Marta, dzięki. Pierwsze półkole całkiem całkiem już wygląda, ale drugie woła o pomstę do nieba za brak pielęgnacji!!! Nie zdążyłam na jesień i nie zdążyłam jeszcze tej wiosny. Masakra. Tam były młodsze carexy montana i tam szybko zarasta. Teraz po deszczu jest szansa się za to zabrać, bo inaczej to była praca katorżnicza

Jak to wszystko urośnie, graby nabiorą krzepy i buksy się zabudują, to będzie rabata pokazowa. Jak widzisz wkopaliśmy cegiełki, bo za bardzo się tam trawa pchała. Tak myślę, że dłużej będzie ładna, choć i tak w końcu trawa się bedzie pchała, ale ma chociaż mały ogranicznik. Cegły jasne, bo takie akurat były dostępne na wsi, ale za jakiś czas się wpasują w otoczenie. Wycięłam szeroki kancik, a tato podłapał ideę cegiełek i chętnie ułożył. Drugą też tak wyprowadzimy, ale trzeba czasu.
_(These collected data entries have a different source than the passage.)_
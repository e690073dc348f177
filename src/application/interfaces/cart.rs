use crate::error::AppError;
use crate::model::pagination::ApiResponse;
use async_trait::async_trait;

#[async_trait]
/// Shopping cart operations for the signed-in user
pub trait CartService: Send + Sync {
    /// Gets the items in the cart
    async fn get_cart(&self) -> Result<ApiResponse, AppError>;

    /// Adds one unit of a product
    async fn add_item(&self, product_id: &str) -> Result<ApiResponse, AppError>;

    /// Removes a cart line
    async fn remove_item(&self, cart_id: &str) -> Result<ApiResponse, AppError>;

    /// Decreases the quantity of a cart line by one
    async fn reduce_quantity(&self, cart_id: &str) -> Result<ApiResponse, AppError>;

    /// Removes every line
    async fn clear_cart(&self) -> Result<ApiResponse, AppError>;
}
Trzcinnikowo-różana (Stadt Rome)jest ekstra! To był świetny pomysł połączenia! Za rok myślę trzcinniki już się zaprezentują konkretniej, ale zamysł już widać.
Pęcherznice tam mają gorzej, bo piachu więcej niż ziemi, ale dają radę. Przesadziłam bodziszka Biokovo pod tą brzózkę i od razu odżył.